Jusqu'à la révolution de 1905, où les ardents activistes que sont devenus les deux Joseph combattront côte à côte, leurs destins s'écrivent en parallèle. Tous deux poursuivent leur scolarité à Tiflis : Sosso au séminaire, où il s'avère une agitateur notoire ; Joseph au collège, où il prend sous sa protection un garçon romantique et malingre, Lev Rosenfeld, le futur Kamenev. Alors que Sosso est envoyé en prison, puis exilé en Sibérie, Joseph part étudier à Paris, bouillonnant d'idées révolutionnaires. Quand ils se retrouvent à Tiflis, Joseph se bat pour une Géorgie indépendante, alors que Sosso le Bolchevik a d'autres visées. La distance se creuse, nourrie par les anciennes rivalités.

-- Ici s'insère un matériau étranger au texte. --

//! Application core: pure domain logic, zero I/O.
//!
//! Command decoding, the command → actuator table, the per-frame control
//! loop and the frame clock. All interaction with hardware happens through
//! **port traits** defined in [`ports`], keeping this layer fully testable
//! without real peripherals.

pub mod actuation;
pub mod clock;
pub mod commands;
pub mod events;
pub mod ports;
pub mod service;
pub mod stream;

Comme autant de ponctuations rythmant les tumultueuses aventures des deux jeunes gens, des chapitres plus personnels interrogent le destin familial : qu'en aurait-il été des Davrichewy si, depuis sa tendre enfance, Joseph n'avait pas été obligé de prendre en compte son encombrant camarade - et supposé demi-frère ?
Dans sa passionnante enquête sur son mystérieux arrière-grand-père, l'écrivain s'empare de l'histoire pour la mettre à sa vraie place : dans sa vie. Les dernières pages de son roman éclairent de manière bouleversante la dédicace à son propre père.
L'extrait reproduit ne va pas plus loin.